DATA EXTRACT:
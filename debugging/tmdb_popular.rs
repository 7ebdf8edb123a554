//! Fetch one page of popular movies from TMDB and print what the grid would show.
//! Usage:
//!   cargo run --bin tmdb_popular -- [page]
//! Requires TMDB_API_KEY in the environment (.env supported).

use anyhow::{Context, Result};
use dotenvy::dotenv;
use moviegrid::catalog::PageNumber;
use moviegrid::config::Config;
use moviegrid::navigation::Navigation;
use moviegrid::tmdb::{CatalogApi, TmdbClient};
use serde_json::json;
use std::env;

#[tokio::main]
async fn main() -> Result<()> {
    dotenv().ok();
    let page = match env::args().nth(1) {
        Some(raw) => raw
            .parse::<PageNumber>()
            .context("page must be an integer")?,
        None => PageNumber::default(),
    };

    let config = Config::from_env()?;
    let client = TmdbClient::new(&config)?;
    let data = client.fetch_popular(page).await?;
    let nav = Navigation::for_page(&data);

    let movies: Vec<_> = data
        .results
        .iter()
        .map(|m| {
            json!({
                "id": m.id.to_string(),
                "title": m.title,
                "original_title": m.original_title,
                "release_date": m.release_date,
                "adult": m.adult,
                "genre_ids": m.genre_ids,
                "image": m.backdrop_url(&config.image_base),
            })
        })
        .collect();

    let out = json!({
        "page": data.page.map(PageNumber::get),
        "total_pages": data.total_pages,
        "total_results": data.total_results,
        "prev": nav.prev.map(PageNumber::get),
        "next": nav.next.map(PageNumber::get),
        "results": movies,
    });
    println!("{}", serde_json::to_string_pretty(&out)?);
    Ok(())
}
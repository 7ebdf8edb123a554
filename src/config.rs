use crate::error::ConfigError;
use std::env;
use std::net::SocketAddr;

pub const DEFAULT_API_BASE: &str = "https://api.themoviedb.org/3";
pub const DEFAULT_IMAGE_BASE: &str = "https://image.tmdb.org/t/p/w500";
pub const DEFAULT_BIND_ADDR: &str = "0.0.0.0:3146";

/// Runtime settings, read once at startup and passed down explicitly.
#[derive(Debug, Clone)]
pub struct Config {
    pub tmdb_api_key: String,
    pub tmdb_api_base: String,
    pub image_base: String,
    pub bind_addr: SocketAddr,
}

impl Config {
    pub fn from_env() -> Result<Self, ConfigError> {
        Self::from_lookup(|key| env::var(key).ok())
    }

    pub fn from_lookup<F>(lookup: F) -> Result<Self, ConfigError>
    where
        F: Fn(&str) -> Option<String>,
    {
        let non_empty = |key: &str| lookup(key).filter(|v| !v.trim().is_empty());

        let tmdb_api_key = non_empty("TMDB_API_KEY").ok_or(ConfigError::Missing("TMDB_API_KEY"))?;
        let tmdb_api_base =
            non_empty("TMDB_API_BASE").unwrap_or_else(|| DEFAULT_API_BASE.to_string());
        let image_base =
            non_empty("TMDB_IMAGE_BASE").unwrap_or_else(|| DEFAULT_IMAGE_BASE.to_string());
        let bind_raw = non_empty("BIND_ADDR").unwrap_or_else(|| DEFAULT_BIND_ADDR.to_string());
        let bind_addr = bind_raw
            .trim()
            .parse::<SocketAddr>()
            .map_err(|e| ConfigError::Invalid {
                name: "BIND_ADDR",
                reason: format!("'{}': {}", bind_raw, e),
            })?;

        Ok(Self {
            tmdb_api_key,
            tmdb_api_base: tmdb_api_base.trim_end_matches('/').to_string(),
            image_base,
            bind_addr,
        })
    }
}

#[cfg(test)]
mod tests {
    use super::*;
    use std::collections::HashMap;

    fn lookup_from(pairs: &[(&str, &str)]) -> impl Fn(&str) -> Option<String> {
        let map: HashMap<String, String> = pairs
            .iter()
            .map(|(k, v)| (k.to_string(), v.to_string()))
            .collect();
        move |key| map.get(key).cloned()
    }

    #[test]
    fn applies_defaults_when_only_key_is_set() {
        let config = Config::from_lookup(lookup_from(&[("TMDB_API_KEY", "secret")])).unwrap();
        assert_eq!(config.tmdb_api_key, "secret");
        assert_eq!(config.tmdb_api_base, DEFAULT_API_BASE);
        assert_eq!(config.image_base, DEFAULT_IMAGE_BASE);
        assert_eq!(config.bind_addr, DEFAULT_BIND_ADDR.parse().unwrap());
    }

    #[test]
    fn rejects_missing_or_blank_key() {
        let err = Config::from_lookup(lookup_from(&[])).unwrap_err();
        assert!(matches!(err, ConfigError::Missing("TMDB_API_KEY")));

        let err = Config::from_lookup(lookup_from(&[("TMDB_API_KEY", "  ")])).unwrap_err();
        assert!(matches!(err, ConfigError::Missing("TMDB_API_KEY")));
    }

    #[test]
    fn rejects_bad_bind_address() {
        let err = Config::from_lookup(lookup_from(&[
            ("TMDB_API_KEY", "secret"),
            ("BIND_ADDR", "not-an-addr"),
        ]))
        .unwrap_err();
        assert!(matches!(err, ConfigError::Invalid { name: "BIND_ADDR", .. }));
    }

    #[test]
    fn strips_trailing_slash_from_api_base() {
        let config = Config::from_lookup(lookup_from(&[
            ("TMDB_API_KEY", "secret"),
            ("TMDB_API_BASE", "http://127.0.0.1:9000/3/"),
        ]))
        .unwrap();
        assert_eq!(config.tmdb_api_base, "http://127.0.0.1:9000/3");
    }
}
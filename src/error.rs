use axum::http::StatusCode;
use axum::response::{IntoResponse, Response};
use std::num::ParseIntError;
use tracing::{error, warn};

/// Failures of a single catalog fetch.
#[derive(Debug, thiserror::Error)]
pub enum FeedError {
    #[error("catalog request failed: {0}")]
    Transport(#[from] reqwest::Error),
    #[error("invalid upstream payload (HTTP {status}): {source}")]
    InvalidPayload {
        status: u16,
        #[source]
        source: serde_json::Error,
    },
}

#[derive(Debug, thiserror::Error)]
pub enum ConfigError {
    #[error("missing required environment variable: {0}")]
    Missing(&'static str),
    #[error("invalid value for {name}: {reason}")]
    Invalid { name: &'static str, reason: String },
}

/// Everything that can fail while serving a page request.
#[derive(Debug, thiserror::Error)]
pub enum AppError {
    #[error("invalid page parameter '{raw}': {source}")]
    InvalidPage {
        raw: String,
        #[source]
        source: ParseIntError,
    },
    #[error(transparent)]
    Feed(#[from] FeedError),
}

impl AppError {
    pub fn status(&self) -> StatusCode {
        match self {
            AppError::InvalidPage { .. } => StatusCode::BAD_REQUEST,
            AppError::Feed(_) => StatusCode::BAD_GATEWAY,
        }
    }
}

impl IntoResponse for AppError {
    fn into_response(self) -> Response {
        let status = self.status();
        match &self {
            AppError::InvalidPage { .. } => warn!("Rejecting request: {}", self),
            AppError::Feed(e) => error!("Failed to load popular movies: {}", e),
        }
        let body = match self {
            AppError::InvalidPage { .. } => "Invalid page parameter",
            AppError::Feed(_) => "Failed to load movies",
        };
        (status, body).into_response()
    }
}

WHAT THIS TASK INVOLVES: The output should be the entire listing, exactly as it is.

EXERCISE SOLUTION:
filename debugging/tmdb_popular.rs
repository 7ebdf8edb123a554
//! Fetch one page of popular movies from TMDB and print what the grid would show.
//! Usage:
//!   cargo run --bin tmdb_popular -- [page]
//! Requires TMDB_API_KEY in the environment (.env supported).

use anyhow::{Context, Result};
use dotenvy::dotenv;
use moviegrid::catalog::PageNumber;
use moviegrid::config::Config;
use moviegrid::navigation::Navigation;
use moviegrid::tmdb::{CatalogApi, TmdbClient};
use serde_json::json;
use std::env;

#[tokio::main]
async fn main() -> Result<()> {
    dotenv().ok();
    let page = match env::args().nth(1) {
        Some(raw) => raw
            .parse::<PageNumber>()
            .context("page must be an integer")?,
        None => PageNumber::default(),
    };

    let config = Config::from_env()?;
    let client = TmdbClient::new(&config)?;
    let data = client.fetch_popular(page).await?;
    let nav = Navigation::for_page(&data);

    let movies: Vec<_> = data
        .results
        .iter()
        .map(|m| {
            json!({
                "id": m.id.to_string(),
                "title": m.title,
                "original_title": m.original_title,
                "release_date": m.release_date,
                "adult": m.adult,
                "genre_ids": m.genre_ids,
                "image": m.backdrop_url(&config.image_base),
            })
        })
        .collect();

    let out = json!({
        "page": data.page.map(PageNumber::get),
        "total_pages": data.total_pages,
        "total_results": data.total_results,
        "prev": nav.prev.map(PageNumber::get),
        "next": nav.next.map(PageNumber::get),
        "results": movies,
    });
    println!("{}", serde_json::to_string_pretty(&out)?);
    Ok(())
}
repository 7ebdf8edb123a554
filename src/config.rs
use crate::error::ConfigError;
use std::env;
use std::net::SocketAddr;

pub const DEFAULT_API_BASE: &str = "https://api.themoviedb.org/3";
pub const DEFAULT_IMAGE_BASE: &str = "https://image.tmdb.org/t/p/w500";
pub const DEFAULT_BIND_ADDR: &str = "0.0.0.0:3146";

/// Runtime settings, read once at startup and passed down explicitly.
#[derive(Debug, Clone)]
pub struct Config {
    pub tmdb_api_key: String,
    pub tmdb_api_base: String,
    pub image_base: String,
    pub bind_addr: SocketAddr,
}

impl Config {
    pub fn from_env() -> Result<Self, ConfigError> {
        Self::from_lookup(|key| env::var(key).ok())
    }

    pub fn from_lookup<F>(lookup: F) -> Result<Self, ConfigError>
    where
        F: Fn(&str) -> Option<String>,
    {
        let non_empty = |key: &str| lookup(key).filter(|v| !v.trim().is_empty());

        let tmdb_api_key = non_empty("TMDB_API_KEY").ok_or(ConfigError::Missing("TMDB_API_KEY"))?;
        let tmdb_api_base =
            non_empty("TMDB_API_BASE").unwrap_or_else(|| DEFAULT_API_BASE.to_string());
        let image_base =
            non_empty("TMDB_IMAGE_BASE").unwrap_or_else(|| DEFAULT_IMAGE_BASE.to_string());
        let bind_raw = non_empty("BIND_ADDR").unwrap_or_else(|| DEFAULT_BIND_ADDR.to_string());
        let bind_addr = bind_raw
            .trim()
            .parse::<SocketAddr>()
            .map_err(|e| ConfigError::Invalid {
                name: "BIND_ADDR",
                reason: format!("'{}': {}", bind_raw, e),
            })?;

        Ok(Self {
            tmdb_api_key,
            tmdb_api_base: tmdb_api_base.trim_end_matches('/').to_string(),
            image_base,
            bind_addr,
        })
    }
}

#[cfg(test)]
mod tests {
    use super::*;
    use std::collections::HashMap;

    fn lookup_from(pairs: &[(&str, &str)]) -> impl Fn(&str) -> Option<String> {
        let map: HashMap<String, String> = pairs
            .iter()
            .map(|(k, v)| (k.to_string(), v.to_string()))
            .collect();
        move |key| map.get(key).cloned()
    }

    #[test]
    fn applies_defaults_when_only_key_is_set() {
        let config = Config::from_lookup(lookup_from(&[("TMDB_API_KEY", "secret")])).unwrap();
        assert_eq!(config.tmdb_api_key, "secret");
        assert_eq!(config.tmdb_api_base, DEFAULT_API_BASE);
        assert_eq!(config.image_base, DEFAULT_IMAGE_BASE);
        assert_eq!(config.bind_addr, DEFAULT_BIND_ADDR.parse().unwrap());
    }

    #[test]
    fn rejects_missing_or_blank_key() {
        let err = Config::from_lookup(lookup_from(&[])).unwrap_err();
        assert!(matches!(err, ConfigError::Missing("TMDB_API_KEY")));

        let err = Config::from_lookup(lookup_from(&[("TMDB_API_KEY", "  ")])).unwrap_err();
        assert!(matches!(err, ConfigError::Missing("TMDB_API_KEY")));
    }

    #[test]
    fn rejects_bad_bind_address() {
        let err = Config::from_lookup(lookup_from(&[
            ("TMDB_API_KEY", "secret"),
            ("BIND_ADDR", "not-an-addr"),
        ]))
        .unwrap_err();
        assert!(matches!(err, ConfigError::Invalid { name: "BIND_ADDR", .. }));
    }

    #[test]
    fn strips_trailing_slash_from_api_base() {
        let config = Config::from_lookup(lookup_from(&[
            ("TMDB_API_KEY", "secret"),
            ("TMDB_API_BASE", "http://127.0.0.1:9000/3/"),
        ]))
        .unwrap();
        assert_eq!(config.tmdb_api_base, "http://127.0.0.1:9000/3");
    }
}
filename src/error.rs
use axum::http::StatusCode;
use axum::response::{IntoResponse, Response};
use std::num::ParseIntError;
use tracing::{error, warn};

/// Failures of a single catalog fetch.
#[derive(Debug, thiserror::Error)]
pub enum FeedError {
    #[error("catalog request failed: {0}")]
    Transport(#[from] reqwest::Error),
    #[error("invalid upstream payload (HTTP {status}): {source}")]
    InvalidPayload {
        status: u16,
        #[source]
        source: serde_json::Error,
    },
}

#[derive(Debug, thiserror::Error)]
pub enum ConfigError {
    #[error("missing required environment variable: {0}")]
    Missing(&'static str),
    #[error("invalid value for {name}: {reason}")]
    Invalid { name: &'static str, reason: String },
}

/// Everything that can fail while serving a page request.
#[derive(Debug, thiserror::Error)]
pub enum AppError {
    #[error("invalid page parameter '{raw}': {source}")]
    InvalidPage {
        raw: String,
        #[source]
        source: ParseIntError,
    },
    #[error(transparent)]
    Feed(#[from] FeedError),
}

impl AppError {
    pub fn status(&self) -> StatusCode {
        match self {
            AppError::InvalidPage { .. } => StatusCode::BAD_REQUEST,
            AppError::Feed(_) => StatusCode::BAD_GATEWAY,
        }
    }
}

impl IntoResponse for AppError {
    fn into_response(self) -> Response {
        let status = self.status();
        match &self {
            AppError::InvalidPage { .. } => warn!("Rejecting request: {}", self),
            AppError::Feed(e) => error!("Failed to load popular movies: {}", e),
        }
        let body = match self {
            AppError::InvalidPage { .. } => "Invalid page parameter",
            AppError::Feed(_) => "Failed to load movies",
        };
        (status, body).into_response()
    }
}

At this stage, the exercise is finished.